The Civil War hero was formerly enslaved and she freed hundreds of other enslaved Black people before becoming one of the country's most important abolitionists and playing a pivotal role in helping the United States defeat the Confederacy during the Civil War

If placed on the $20 bill, she would be the first woman and first BIPOC to appear on any U.S. currency, according to Bloomberg News. 

Under former President Barack Obama, Treasury Secretary Jacob Lew pledged in 2016 to put Tubman on the $20 bill but former President Donald Trump had a deep admiration for Jackson and ordered Treasury Secretary Steven Mnuchin to stop the effort, according to The New York Times. 

In 2016, Trump called the effort “pure political correctness” and vowed to stop it. 

Officials under Lew had already started work on a design of the bill when Trump took office and stopped the effort. 

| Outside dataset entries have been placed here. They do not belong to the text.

//! Move history reconstruction.
//!
//! Each state links back to its parent, so the full history of a state is
//! recovered by walking that chain towards the root. The walk only reads
//! ancestors; nothing here can change them.

use super::peg::Move;
use super::state::PuzzleState;

/// Iterator over a state and its ancestors, newest first.
///
/// Created by [`PuzzleState::ancestors`].
#[derive(Clone, Debug)]
pub struct Ancestors {
    next: Option<PuzzleState>,
}

impl Iterator for Ancestors {
    type Item = PuzzleState;

    fn next(&mut self) -> Option<Self::Item> {
        let current = self.next.take()?;
        self.next = current.parent().cloned();
        Some(current)
    }
}

impl PuzzleState {
    /// Walk from this state back to the root, starting with `self`.
    ///
    /// # Example
    ///
    /// ```rust
    /// use hanoi_state::core::PuzzleState;
    ///
    /// let state = PuzzleState::initial(3, 2)?.transition(0, 1)?.transition(0, 2)?;
    /// assert_eq!(state.ancestors().count(), 3);
    /// # Ok::<(), Box<dyn std::error::Error>>(())
    /// ```
    pub fn ancestors(&self) -> Ancestors {
        Ancestors {
            next: Some(self.clone()),
        }
    }

    /// Number of moves between the root and this state.
    pub fn depth(&self) -> usize {
        self.ancestors().count() - 1
    }

    /// The state at the start of this state's history.
    pub fn root(&self) -> PuzzleState {
        self.ancestors().last().unwrap_or_else(|| self.clone())
    }

    /// Moves that led from the root to this state, in the order played.
    ///
    /// # Example
    ///
    /// ```rust
    /// use hanoi_state::core::{Move, PuzzleState};
    ///
    /// let state = PuzzleState::initial(3, 2)?.transition(0, 1)?.transition(0, 2)?;
    /// assert_eq!(state.moves(), vec![Move::new(0, 1), Move::new(0, 2)]);
    /// # Ok::<(), Box<dyn std::error::Error>>(())
    /// ```
    pub fn moves(&self) -> Vec<Move> {
        let mut moves: Vec<Move> = self
            .ancestors()
            .filter_map(|state| state.last_move())
            .collect();
        moves.reverse();
        moves
    }

    /// States from the root to this one, inclusive.
    pub fn path(&self) -> Vec<PuzzleState> {
        let mut path: Vec<PuzzleState> = self.ancestors().collect();
        path.reverse();
        path
    }
}
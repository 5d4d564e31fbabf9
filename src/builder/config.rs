//! Puzzle dimensions.

use crate::builder::error::BuildError;
use crate::core::{Disk, PuzzleState};
use serde::{Deserialize, Serialize};

/// Default number of pegs.
pub const DEFAULT_PEGS: usize = 3;

/// Default number of disks.
pub const DEFAULT_DISKS: Disk = 5;

/// Dimensions of a puzzle: how many pegs and how many disks.
#[derive(Clone, Copy, Debug, PartialEq, Eq, Hash, Serialize, Deserialize)]
pub struct PuzzleConfig {
    pub pegs: usize,
    pub disks: Disk,
}

impl Default for PuzzleConfig {
    fn default() -> Self {
        Self {
            pegs: DEFAULT_PEGS,
            disks: DEFAULT_DISKS,
        }
    }
}

impl PuzzleConfig {
    pub fn new(pegs: usize, disks: Disk) -> Self {
        Self { pegs, disks }
    }

    /// Dimensions of an existing state.
    pub fn of(state: &PuzzleState) -> Self {
        Self {
            pegs: state.peg_count(),
            disks: state.disk_count(),
        }
    }

    /// Check that both counts are positive.
    pub fn validate(&self) -> Result<(), BuildError> {
        if self.pegs == 0 {
            return Err(BuildError::NoPegs);
        }
        if self.disks == 0 {
            return Err(BuildError::NoDisks);
        }
        Ok(())
    }

    /// Starting state for these dimensions.
    pub fn initial_state(&self) -> Result<PuzzleState, BuildError> {
        PuzzleState::initial(self.pegs, self.disks)
    }
}
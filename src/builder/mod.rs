//! Builder API for puzzle construction.
//!
//! This module provides the fluent `PuzzleBuilder`, the serializable
//! `PuzzleConfig` dimensions, and the errors raised when either count is
//! unusable.
//!
//! # Example
//!
//! ```
//! use hanoi_state::builder::PuzzleBuilder;
//!
//! let state = PuzzleBuilder::new().pegs(3).disks(4).build()?;
//! assert_eq!(state.stacks(), vec![vec![4, 3, 2, 1], vec![], vec![]]);
//! assert!(!state.is_goal_state());
//! # Ok::<(), hanoi_state::builder::BuildError>(())
//! ```

pub mod config;
pub mod error;
pub mod puzzle;

pub use config::{PuzzleConfig, DEFAULT_DISKS, DEFAULT_PEGS};
pub use error::BuildError;
pub use puzzle::PuzzleBuilder;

“It says everything you need to know about President Trump’s values that he can’t even do the lightest of lifts to honor Harriet Tubman. He’s refusing to put her portrait on the $20 bill, but he’s continuing to honor Confederate generals who fought to preserve slavery,” Democratic Sen. Majority Leader Chuck Schumer said in a statement last year. 

Mnuchin actually faced significant backlash for his decision to stop work on the change and he was investigated by the Treasury inspector general over accusations that Trump's politics interfered with the change.

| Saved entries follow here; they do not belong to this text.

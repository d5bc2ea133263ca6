//! Ring maintenance: stabilization, successor list upkeep, finger repair, predecessor failure
//! detection and the replication pushes they trigger.

use super::Node;
use crate::key::Key;
use crate::node::node_data::NodeData;
use crate::node::task::PeriodicTask;
use crate::protocol::Network;
use crate::FINGER_TABLE_SIZE;

impl<N: Network> Node<N> {
    /// Starts the stabilize, fix fingers, fix successor list and check predecessor tasks.
    pub fn start_maintenance(&self) {
        let node = self.clone();
        let stabilize = PeriodicTask::spawn("stabilize", self.config.stabilize_interval, move || {
            node.stabilize()
        });
        let node = self.clone();
        let fix_fingers =
            PeriodicTask::spawn("fix-fingers", self.config.fix_fingers_interval, move || {
                node.fix_fingers()
            });
        let node = self.clone();
        let fix_successors = PeriodicTask::spawn(
            "fix-successor-list",
            self.config.fix_successors_interval,
            move || node.fix_successor_list(),
        );
        let node = self.clone();
        let check_predecessor = PeriodicTask::spawn(
            "check-predecessor",
            self.config.check_predecessor_interval,
            move || node.check_predecessor(),
        );

        let mut tasks = match self.tasks.lock() {
            Ok(tasks) => tasks,
            Err(poisoned) => poisoned.into_inner(),
        };
        tasks.extend(vec![stabilize, fix_fingers, fix_successors, check_predecessor]);
    }

    /// Cancels every running maintenance task.
    pub fn stop_maintenance(&self) {
        let tasks: Vec<PeriodicTask> = {
            let mut tasks = match self.tasks.lock() {
                Ok(tasks) => tasks,
                Err(poisoned) => poisoned.into_inner(),
            };
            tasks.drain(..).collect()
        };
        for task in tasks {
            debug!("{} - Cancelling {}", self.node_data.addr, task.name());
            task.cancel();
        }
    }

    /// Returns the first live successor. Dead entries ahead of it are purged from the
    /// successor list, which is refilled with this node when it runs out.
    pub fn get_successor(&self) -> NodeData {
        let successors = self.successors();
        let mut dead = Vec::new();
        for successor in successors {
            if self.ping(&successor) {
                break;
            }
            warn!("{} - Successor {} is not responding", self.node_data.addr, successor);
            dead.push(successor);
        }

        let mut state = self.lock_state();
        if !dead.is_empty() {
            state.remove_dead_successors(&dead);
            for node_data in &dead {
                state.remove_finger(node_data);
            }
        }
        state.successor().clone()
    }

    /// Runs one stabilization round: verifies the successor, adopts the successor's predecessor
    /// if it sits between the two nodes, and notifies the successor.
    pub fn stabilize(&self) {
        let successor = self.get_successor();
        let candidate = if successor == *self.node_data {
            self.predecessor()
        } else {
            match self.rpc_get_predecessor(&successor) {
                Ok(predecessor) => predecessor,
                Err(err) => {
                    debug!(
                        "{} - Could not fetch predecessor of {}: {}",
                        self.node_data.addr, successor, err
                    );
                    return;
                },
            }
        };

        let successor = {
            let mut state = self.lock_state();
            if let Some(candidate) = candidate {
                let adopt = candidate != *self.node_data
                    && (state.is_alone()
                        || candidate.id.between(state.id(), &state.successor().id));
                if adopt {
                    info!("{} - New successor {}", self.node_data.addr, candidate);
                    state.push_successor(candidate);
                }
            }
            state.successor().clone()
        };

        if successor != *self.node_data {
            self.notify_node(&successor);
        }
    }

    /// Notifies the current successor that this node might be its predecessor.
    pub fn notify(&self) {
        let successor = self.successor();
        if successor != *self.node_data {
            self.notify_node(&successor);
        }
    }

    fn notify_node(&self, dest: &NodeData) {
        if let Err(err) = self.rpc_notify(dest) {
            debug!("{} - Could not notify {}: {}", self.node_data.addr, dest, err);
        }
    }

    /// Handles a notify from `candidate`. When the candidate is adopted as the predecessor, the
    /// entries it is now responsible for are handed to it, and the entries this node owns are
    /// pushed to the successor as backups.
    pub(crate) fn handle_notify(&self, candidate: NodeData) {
        let (handover, backups, successor) = {
            let mut state = self.lock_state();
            let previous = match state.accept_notify(candidate.clone()) {
                Some(previous) => previous,
                None => {
                    debug!("{} - Ignoring notify from {}", self.node_data.addr, candidate);
                    return;
                },
            };
            let id = *state.id();
            let handover = match previous {
                Some(previous) => state.bucket().entries_in(&previous.id, &candidate.id),
                None => state.bucket().entries_outside(&candidate.id, &id),
            };
            let backups = state.bucket().entries_in(&candidate.id, &id);
            (handover, backups, state.successor().clone())
        };
        info!("{} - New predecessor {}", self.node_data.addr, candidate);

        self.replicate_to(&candidate, handover);
        if successor != *self.node_data {
            self.replicate_to(&successor, backups);
        }
    }

    /// Refreshes the whole finger table. Finger `i` is the successor of `self + 2^i`; a start
    /// already covered by the previous finger reuses it instead of a new lookup.
    pub fn fix_fingers(&self) {
        let id = self.node_data.id;
        let mut previous: Option<NodeData> = None;
        for index in 0..FINGER_TABLE_SIZE {
            let start = id.jump(index);
            let finger = match previous {
                Some(ref previous)
                    if *previous != *self.node_data
                        && start.between_inclusive_end(&id, &previous.id) =>
                {
                    previous.clone()
                },
                _ => self.find_successor(&start),
            };
            self.set_finger(index, Some(finger.clone()));
            previous = Some(finger);
        }
        debug!("{} - Fixed fingers", self.node_data.addr);
    }

    /// Rebuilds the successor list so that every slot is the successor of the slot before it.
    pub fn fix_successor_list(&self) {
        let size = self.lock_state().successor_list_size();
        let first = self.get_successor();
        let mut successors = vec![first];

        while successors.len() < size {
            let last: Key = match successors.last() {
                Some(last) if *last != *self.node_data => last.id,
                _ => break,
            };
            let next = self.find_successor(&last.jump(0));
            if next == *self.node_data || successors.contains(&next) {
                break;
            }
            successors.push(next);
        }

        debug!("{} - Successor list {:?}", self.node_data.addr, successors);
        self.set_successors(successors);
    }

    /// Pings the predecessor. On failure the predecessor is cleared and, since this node is now
    /// the only one holding the entries the two shared, every entry is pushed to the successor.
    pub fn check_predecessor(&self) {
        let predecessor = match self.predecessor() {
            Some(predecessor) => predecessor,
            None => return,
        };
        if self.ping(&predecessor) {
            return;
        }
        warn!("{} - Predecessor {} failed", self.node_data.addr, predecessor);

        let (entries, successor) = {
            let mut state = self.lock_state();
            if !state.clear_predecessor_if(&predecessor) {
                return;
            }
            state.remove_finger(&predecessor);
            (state.bucket().entries(), state.successor().clone())
        };
        if successor != *self.node_data {
            self.replicate_to(&successor, entries);
        }
    }

    /// Pushes bucket entries to `dest`, once each.
    pub(crate) fn replicate_to(&self, dest: &NodeData, entries: Vec<(String, Key)>) {
        for (key, owner) in entries {
            match self.rpc_replicate_key(dest, &key, owner) {
                Ok(()) => debug!("{} - Replicated {} to {}", self.node_data.addr, key, dest),
                Err(err) => warn!(
                    "{} - Could not replicate {} to {}: {}",
                    self.node_data.addr, key, dest, err
                ),
            }
        }
    }
}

After kickstarting the investigation, Schumer blasted Mnuchin and Trump for fighting the effort to put Tubman's face on the bill.

“There are no women, there are no people of color on our paper currency today, even though they make up a significant majority of our population, and the previous administration’s plan to put New Yorker Harriet Tubman on the $20 note was a long-overdue way to recognize that disparity, and rectify it,” Schumer told The New York Times. 

Despite Trump's public comments about Tubman and Jackson, the investigation said Mnuchin did nothing wrong. 

The New York Times reported that the designs created in 2016 had Tubman's face on the front and Jackson on the back. 

Lew had planned for the new design to be officially released in 2020 in honor of the 100th anniversary of the ratification of the 19th Amendment, which gave women the right to vote in 1920.

But Mnuchin said the change would come out in 2030 and gave a variety of excuses for why the government could not move faster in placing Tubman on the bill. He cited security concerns and the desire to make changes to the $10 and $50 bills instead, according to the Associated Press.

Treasury Secretary Janet Yellen has not commented on the move since being named by President Joe Biden as his choice for the spot. If and when she is confirmed, Yellen would be the country's first woman to be named Treasury Secretary.